A woman fights to hold on to her career on Wall Street in Equity
“Don’t let money be a dirty word,” says Naomi Bishop (Anna Gunn), steely senior investment banker at Remson Partners, as she gives a talk at a wine-and-cheese mixer of Manhattan businesswomen. It’s not quite Wall Street’s “Greed is good,” but it doesn’t have to be. Equity may not be the fanciest or flashiest of financial thrillers—more like off-brand David Fincher or Steven Soderbergh—but it gets the job done. Its major players are all women trying to make careers in boys’ club professions (yes, the title is a play on words); that’s all the motivation the movie offers and perhaps all that it really needs. It skips past the usual handwringing over the temptations of capitalist wealth and just gets right to the risk-taking and double-crossing, assuming (rightly) that viewers don’t need a character to have a backstory, a tragic secret, and a dead spouse, best friend, or parent to understand why they’d do anything to hold on to a career.
Naomi has already been betrayed by the time the story starts—scapegoated for an IPO that didn’t pan out as expected. Her last chance is to make an even bigger gamble, on a privacy-focused social media platform called Cachét that’s ready to take its stock public. At an alumni meet-and-greet, she reconnects with college friend Samantha (Alysia Reiner), a manipulative federal agent who has recently swapped drug trafficking investigations for white-collar financial crime to be closer to her wife and kids. Right now, Samantha’s focused on Michael Connor (James Purefoy), a louche Remson hedge fund deal-maker who just happens to be Naomi’s on-and-off paramour of many years.
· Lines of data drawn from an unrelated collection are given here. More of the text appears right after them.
//! Provider clients behind one capability interface.
//!
//! Each provider implements the same three capabilities; provider quirks
//! (query-based exchange, identity embedded in a signed assertion) stay
//! internal to the client and are never visible to the orchestrator.

mod apple;
mod facebook;
mod google;

pub use apple::AppleClient;
pub use facebook::FacebookClient;
pub use google::GoogleClient;

use crate::config::ProviderConfig;
use crate::error::OAuth2Result;
use crate::types::{CodeChallenge, ProviderTokenSet};
use async_trait::async_trait;
use sls_identity_core::{NormalizedIdentity, Provider};
use url::Url;
use uuid::Uuid;

/// Capability set every identity provider implements.
#[async_trait]
pub trait ProviderClient: Send + Sync {
    fn provider(&self) -> Provider;

    /// Deterministically build the provider's authorization endpoint URL.
    ///
    /// The caller's state token is echoed verbatim. A supplied code
    /// challenge is passed through with its method; providers without PKCE
    /// support ignore it.
    fn authorization_url(
        &self,
        redirect_uri: &str,
        state: &str,
        code_challenge: Option<&CodeChallenge>,
    ) -> OAuth2Result<Url>;

    /// Exchange an authorization code at the provider's token endpoint.
    ///
    /// Fails with `TokenExchangeFailed` on any transport or
    /// provider-reported error; never retried (codes are single-use).
    async fn exchange_code(
        &self,
        code: &str,
        redirect_uri: &str,
    ) -> OAuth2Result<ProviderTokenSet>;

    /// Resolve a normalized identity from the exchanged token set.
    async fn fetch_identity(&self, tokens: &ProviderTokenSet) -> OAuth2Result<NormalizedIdentity>;
}

/// Authorization URL parameters common to every provider.
pub(crate) fn base_authorization_url(
    config: &ProviderConfig,
    redirect_uri: &str,
    state: &str,
) -> OAuth2Result<Url> {
    let mut url = Url::parse(&config.authorization_endpoint)?;

    {
        let mut params = url.query_pairs_mut();
        params.append_pair("client_id", &config.client_id);
        params.append_pair("redirect_uri", redirect_uri);
        params.append_pair("response_type", "code");
        if !config.scopes.is_empty() {
            params.append_pair("scope", &config.scopes.join(" "));
        }
        params.append_pair("state", state);
    }

    Ok(url)
}

/// Synthesized token set for a client running in simulated mode.
pub(crate) fn simulated_token_set() -> ProviderTokenSet {
    ProviderTokenSet {
        access_token: format!("sim-access-{}", Uuid::new_v4()),
        refresh_token: Some(format!("sim-refresh-{}", Uuid::new_v4())),
        expires_in: Some(3600),
        id_token: None,
    }
}

/// Synthesized identity for a client running in simulated mode. Well-formed:
/// the subject is never empty, so the rest of the pipeline is exercised
/// identically to a live provider.
pub(crate) fn simulated_identity(provider: Provider) -> NormalizedIdentity {
    NormalizedIdentity {
        provider,
        subject: format!("sim-{}-{}", provider, Uuid::new_v4()),
        email: Some(format!("{provider}-user@simulated.example")),
        display_name: Some(format!("Simulated {provider} user")),
        avatar_url: None,
    }
}
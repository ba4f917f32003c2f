//! Authentication traits and types for services that accept session credentials.

use std::collections::HashSet;
use std::future::Future;
use std::pin::Pin;

use serde::{Deserialize, Serialize};
use thiserror::Error;

/// Errors that can occur while validating a session credential.
#[derive(Debug, Error, Clone, Serialize, Deserialize)]
pub enum AuthError {
    /// The credential is malformed, mis-signed, or otherwise not trustworthy.
    #[error("Invalid credential")]
    InvalidCredential,

    /// The credential's expiry has elapsed.
    #[error("Credential expired")]
    CredentialExpired,

    /// The caller does not hold the required permissions.
    #[error("Insufficient permissions: required {required:?}, has {has:?}")]
    InsufficientPermissions {
        required: Vec<String>,
        has: Vec<String>,
    },

    /// A credential is required but none was provided.
    #[error("Authentication required")]
    AuthenticationRequired,

    /// An internal error occurred during authentication.
    #[error("Authentication error: {0}")]
    Internal(String),
}

/// An authenticated local user, as resolved from a session credential.
#[derive(Debug, Clone, Serialize, Deserialize)]
pub struct AuthenticatedUser {
    /// Local account id, in decimal string form (the credential's subject).
    pub account_id: String,

    /// Client platform the credential was issued for, in wire form.
    pub platform: String,

    /// Set of permissions granted to this user.
    pub permissions: HashSet<String>,

    /// Optional additional metadata about the user.
    pub metadata: Option<serde_json::Value>,
}

/// Result type for authentication operations.
pub type AuthResult<T = AuthenticatedUser> = Result<T, AuthError>;

/// Boxed future for async authentication operations.
pub type AuthFuture<'a, T = AuthenticatedUser> =
    Pin<Box<dyn Future<Output = AuthResult<T>> + Send + 'a>>;

/// Trait for validating session credentials on inbound requests.
///
/// Implemented by the session layer; consumed by any service that needs to
/// turn a bearer token into an [`AuthenticatedUser`] without depending on
/// how credentials are minted.
pub trait AuthProvider: Send + Sync + 'static {
    /// Validates a credential and returns the authenticated user.
    ///
    /// Fails closed: any malformed, expired, or mis-signed credential is
    /// rejected with an [`AuthError`], never partially trusted.
    fn authenticate(&self, token: String) -> AuthFuture<'_>;

    /// Checks that the authenticated user holds all required permissions.
    fn check_permissions(
        &self,
        user: &AuthenticatedUser,
        required_permissions: &[String],
    ) -> AuthResult<()> {
        let missing: Vec<String> = required_permissions
            .iter()
            .filter(|perm| !user.permissions.contains(*perm))
            .cloned()
            .collect();

        if missing.is_empty() {
            Ok(())
        } else {
            Err(AuthError::InsufficientPermissions {
                required: required_permissions.to_vec(),
                has: user.permissions.iter().cloned().collect(),
            })
        }
    }
}
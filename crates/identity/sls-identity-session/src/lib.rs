//! Session credential issuance and verification.
//!
//! Credentials are signed JWTs whose expiry is selected from three
//! independently configured tiers keyed by platform class (web/H5, native
//! mobile, mini-app). Expiry is never caller-supplied.

use chrono::{Duration, Utc};
use jsonwebtoken::{Algorithm, DecodingKey, EncodingKey, Header, Validation, decode, encode};
use serde::{Deserialize, Serialize};
use sls_auth_core::{AuthError, AuthFuture, AuthProvider, AuthenticatedUser};
use sls_identity_core::{Platform, PlatformClass, UserAccount};
use std::collections::HashSet;
use std::sync::Arc;
use thiserror::Error;

#[derive(Debug, Error)]
pub enum SessionError {
    /// Malformed, mis-signed, or otherwise untrustworthy credential.
    #[error("Invalid credential")]
    InvalidCredential,

    /// The credential's expiry has elapsed.
    #[error("Credential expired")]
    CredentialExpired,

    /// The credential verified but its subject is not an account id.
    #[error("Invalid subject: {0}")]
    InvalidSubject(String),
}

pub type SessionResult<T> = Result<T, SessionError>;

/// Claims embedded in a session credential.
#[derive(Debug, Clone, Serialize, Deserialize)]
pub struct SessionClaims {
    /// Account id, in decimal string form.
    pub sub: String,
    pub platform: Platform,
    pub email: Option<String>,
    pub name: Option<String>,
    pub iat: i64,
    pub exp: i64,
}

#[derive(Debug, Clone)]
pub struct SessionConfig {
    pub jwt_secret: String,
    pub web_ttl: Duration,
    pub mobile_ttl: Duration,
    pub miniapp_ttl: Duration,
    pub algorithm: Algorithm,
}

impl Default for SessionConfig {
    fn default() -> Self {
        Self {
            jwt_secret: "change-me-in-production".to_string(),
            web_ttl: Duration::hours(24),
            mobile_ttl: Duration::days(30),
            miniapp_ttl: Duration::days(7),
            algorithm: Algorithm::HS512,
        }
    }
}

impl SessionConfig {
    pub fn new(jwt_secret: impl Into<String>) -> Self {
        Self {
            jwt_secret: jwt_secret.into(),
            ..Self::default()
        }
    }

    pub fn with_web_ttl(mut self, ttl: Duration) -> Self {
        self.web_ttl = ttl;
        self
    }

    pub fn with_mobile_ttl(mut self, ttl: Duration) -> Self {
        self.mobile_ttl = ttl;
        self
    }

    pub fn with_miniapp_ttl(mut self, ttl: Duration) -> Self {
        self.miniapp_ttl = ttl;
        self
    }
}

/// Mints and verifies session credentials.
pub struct SessionService {
    config: SessionConfig,
}

impl SessionService {
    pub fn new(config: SessionConfig) -> Self {
        Self { config }
    }

    /// Issue a credential for `account`, expiring per `platform`'s tier.
    pub fn issue(&self, account: &UserAccount, platform: Platform) -> SessionResult<String> {
        let now = Utc::now();
        let expiry = now + self.ttl_for(platform.class());

        let claims = SessionClaims {
            sub: account.id.to_string(),
            platform,
            email: account.email.clone(),
            name: account.name.clone(),
            iat: now.timestamp(),
            exp: expiry.timestamp(),
        };

        encode(
            &Header::new(self.config.algorithm),
            &claims,
            &EncodingKey::from_secret(self.config.jwt_secret.as_bytes()),
        )
        .map_err(|_| SessionError::InvalidCredential)
    }

    /// Verify a credential and return its claims. Fails closed: malformed,
    /// expired, and mis-signed tokens are all rejected.
    pub fn verify(&self, token: &str) -> SessionResult<SessionClaims> {
        let token_data = decode::<SessionClaims>(
            token,
            &DecodingKey::from_secret(self.config.jwt_secret.as_bytes()),
            &Validation::new(self.config.algorithm),
        )
        .map_err(|e| match e.kind() {
            jsonwebtoken::errors::ErrorKind::ExpiredSignature => SessionError::CredentialExpired,
            _ => SessionError::InvalidCredential,
        })?;

        Ok(token_data.claims)
    }

    /// Verify a credential and return the account id it was issued to.
    pub fn decode_subject(&self, token: &str) -> SessionResult<i64> {
        let claims = self.verify(token)?;
        claims
            .sub
            .parse()
            .map_err(|_| SessionError::InvalidSubject(claims.sub))
    }

    fn ttl_for(&self, class: PlatformClass) -> Duration {
        match class {
            PlatformClass::Web => self.config.web_ttl,
            PlatformClass::Mobile => self.config.mobile_ttl,
            PlatformClass::MiniApp => self.config.miniapp_ttl,
        }
    }
}

/// Adapts [`SessionService`] to the [`AuthProvider`] contract for services
/// that authenticate inbound requests.
#[derive(Clone)]
pub struct JwtAuthProvider {
    session_service: Arc<SessionService>,
}

impl JwtAuthProvider {
    pub fn new(session_service: Arc<SessionService>) -> Self {
        Self { session_service }
    }
}

impl AuthProvider for JwtAuthProvider {
    fn authenticate(&self, token: String) -> AuthFuture<'_> {
        Box::pin(async move {
            let claims = self.session_service.verify(&token).map_err(|e| match e {
                SessionError::CredentialExpired => AuthError::CredentialExpired,
                _ => AuthError::InvalidCredential,
            })?;

            let mut metadata = serde_json::Map::new();
            if let Some(email) = &claims.email {
                metadata.insert("email".to_string(), serde_json::Value::String(email.clone()));
            }
            if let Some(name) = &claims.name {
                metadata.insert("name".to_string(), serde_json::Value::String(name.clone()));
            }

            Ok(AuthenticatedUser {
                account_id: claims.sub,
                platform: claims.platform.as_str().to_string(),
                permissions: HashSet::new(),
                metadata: if metadata.is_empty() {
                    None
                } else {
                    Some(serde_json::Value::Object(metadata))
                },
            })
        })
    }
}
The audience will be able work out where all this is going well in advance. Films about money are never subtle, and Equity does nothing that assorted cautionary tales about success haven’t done before; heck, it even has an All About Eve-esque subplot involving Naomi’s assistant, Erin, played by Sarah Megan Thomas, who worked on the story for playwright Amy Fox’s script. But the plotting is cynically expedient. It recognizes that Naomi doesn’t need an off-putting personality for a viewer to buy that her professionalism “rubs some people the wrong way” (in the words of her boss) and that no explanations are necessary for why she and Erin have to keep talking business while their Silicon Valley clients bro around or why the two well-bred young male execs that Naomi recommends firing at the beginning of the movie are still there at the end. To put it another way: It’s not the clichéd, anti-climactic plot but the way it falls into place with minimal motivation that’s the point.
That awareness of limited options is underscored over and over by director Meera Menon’s clinical camera style, with shots framed around the angles and far corners of conference rooms and posh condos, washed in cold tones and jaundiced yellows. There are only one or two handheld shots in the whole film, which gives Equity a stiff-backed, observational quality, as though the camera were sometimes staring at the characters, waiting for the moment when they’ll stumble. Every now and then, Equity rewards with a touch that reminds that all of this overfamiliar law-versus-greed wheeling-dealing is being seen from an unexplored side—say, an executive, pregnant but not yet showing, secretively replacing her martini with water to blend in at a rowdy all-male professional happy hour.